Work required: Your reply must be one number: the count of lines in the data below that contain "matches".

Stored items
------------------------------------------------------------

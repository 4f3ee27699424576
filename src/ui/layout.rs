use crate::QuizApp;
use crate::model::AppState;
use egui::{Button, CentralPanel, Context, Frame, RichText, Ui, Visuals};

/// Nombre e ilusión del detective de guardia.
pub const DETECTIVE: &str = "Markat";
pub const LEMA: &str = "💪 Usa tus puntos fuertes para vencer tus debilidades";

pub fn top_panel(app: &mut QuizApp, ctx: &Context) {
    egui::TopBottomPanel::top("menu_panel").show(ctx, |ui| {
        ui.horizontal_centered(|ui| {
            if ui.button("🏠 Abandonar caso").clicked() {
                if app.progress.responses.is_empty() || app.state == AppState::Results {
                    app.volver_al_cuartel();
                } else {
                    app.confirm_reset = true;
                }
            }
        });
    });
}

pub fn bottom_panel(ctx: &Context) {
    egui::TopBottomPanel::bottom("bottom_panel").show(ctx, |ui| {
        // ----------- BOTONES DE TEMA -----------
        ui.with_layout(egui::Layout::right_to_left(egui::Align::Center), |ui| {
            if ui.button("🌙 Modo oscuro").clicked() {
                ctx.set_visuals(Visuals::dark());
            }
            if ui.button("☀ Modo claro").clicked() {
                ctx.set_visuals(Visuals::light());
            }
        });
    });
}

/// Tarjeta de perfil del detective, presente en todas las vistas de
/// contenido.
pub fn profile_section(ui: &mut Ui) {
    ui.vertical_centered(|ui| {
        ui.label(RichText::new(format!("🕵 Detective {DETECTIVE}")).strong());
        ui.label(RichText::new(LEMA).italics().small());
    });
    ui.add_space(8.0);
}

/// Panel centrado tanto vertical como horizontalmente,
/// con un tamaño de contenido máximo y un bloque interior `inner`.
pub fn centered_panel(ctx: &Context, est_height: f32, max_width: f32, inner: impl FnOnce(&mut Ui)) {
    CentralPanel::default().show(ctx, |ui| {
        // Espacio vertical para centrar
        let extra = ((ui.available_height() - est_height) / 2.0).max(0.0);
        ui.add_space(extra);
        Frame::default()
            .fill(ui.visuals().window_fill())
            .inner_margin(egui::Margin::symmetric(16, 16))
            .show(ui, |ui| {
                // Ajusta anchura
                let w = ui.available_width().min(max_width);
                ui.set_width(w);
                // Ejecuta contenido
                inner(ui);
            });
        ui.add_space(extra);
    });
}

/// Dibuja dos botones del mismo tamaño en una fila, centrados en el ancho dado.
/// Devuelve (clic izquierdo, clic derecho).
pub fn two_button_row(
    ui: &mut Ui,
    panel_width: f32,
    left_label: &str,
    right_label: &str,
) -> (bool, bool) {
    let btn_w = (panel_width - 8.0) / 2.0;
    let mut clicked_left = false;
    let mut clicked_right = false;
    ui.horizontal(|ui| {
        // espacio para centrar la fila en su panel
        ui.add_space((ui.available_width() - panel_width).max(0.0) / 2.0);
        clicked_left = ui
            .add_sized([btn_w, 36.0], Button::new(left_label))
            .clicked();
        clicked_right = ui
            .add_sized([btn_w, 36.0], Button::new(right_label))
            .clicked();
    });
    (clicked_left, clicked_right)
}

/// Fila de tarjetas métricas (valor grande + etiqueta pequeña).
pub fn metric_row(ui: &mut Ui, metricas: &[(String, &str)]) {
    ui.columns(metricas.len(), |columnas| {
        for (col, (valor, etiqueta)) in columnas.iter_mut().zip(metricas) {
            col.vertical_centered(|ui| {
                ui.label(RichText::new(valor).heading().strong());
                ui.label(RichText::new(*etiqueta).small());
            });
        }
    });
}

------------------------------------------------------------

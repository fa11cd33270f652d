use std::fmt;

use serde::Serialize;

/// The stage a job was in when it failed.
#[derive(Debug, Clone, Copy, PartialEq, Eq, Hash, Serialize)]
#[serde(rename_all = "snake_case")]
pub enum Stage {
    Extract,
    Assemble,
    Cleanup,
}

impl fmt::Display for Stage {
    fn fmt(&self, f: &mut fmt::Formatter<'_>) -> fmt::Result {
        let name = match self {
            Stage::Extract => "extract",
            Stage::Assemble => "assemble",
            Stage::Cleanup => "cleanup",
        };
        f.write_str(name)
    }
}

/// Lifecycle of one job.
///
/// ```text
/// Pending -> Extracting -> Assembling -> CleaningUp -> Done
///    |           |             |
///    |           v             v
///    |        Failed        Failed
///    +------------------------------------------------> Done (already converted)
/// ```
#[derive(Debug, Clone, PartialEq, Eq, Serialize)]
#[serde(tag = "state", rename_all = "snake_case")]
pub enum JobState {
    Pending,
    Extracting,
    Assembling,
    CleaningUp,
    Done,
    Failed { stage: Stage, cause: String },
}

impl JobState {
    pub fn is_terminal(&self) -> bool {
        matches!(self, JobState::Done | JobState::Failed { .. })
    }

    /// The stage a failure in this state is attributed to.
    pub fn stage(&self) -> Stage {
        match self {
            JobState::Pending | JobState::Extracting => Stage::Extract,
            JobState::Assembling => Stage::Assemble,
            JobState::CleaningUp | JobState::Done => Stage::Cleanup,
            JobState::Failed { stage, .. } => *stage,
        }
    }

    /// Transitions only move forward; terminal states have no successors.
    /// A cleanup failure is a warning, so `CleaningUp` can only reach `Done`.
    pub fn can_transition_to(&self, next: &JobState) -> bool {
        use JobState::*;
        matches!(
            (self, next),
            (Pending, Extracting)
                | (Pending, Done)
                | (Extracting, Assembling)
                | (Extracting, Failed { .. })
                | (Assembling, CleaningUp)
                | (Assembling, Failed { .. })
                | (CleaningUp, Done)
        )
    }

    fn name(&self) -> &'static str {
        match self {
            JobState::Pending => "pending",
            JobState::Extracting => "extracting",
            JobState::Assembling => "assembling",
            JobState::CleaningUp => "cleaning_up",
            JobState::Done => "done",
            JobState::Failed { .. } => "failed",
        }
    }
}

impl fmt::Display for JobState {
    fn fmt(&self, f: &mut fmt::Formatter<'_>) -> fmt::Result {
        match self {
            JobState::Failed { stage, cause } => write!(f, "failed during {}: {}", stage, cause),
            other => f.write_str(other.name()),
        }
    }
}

------------------------------------------------------------

Completed task: 2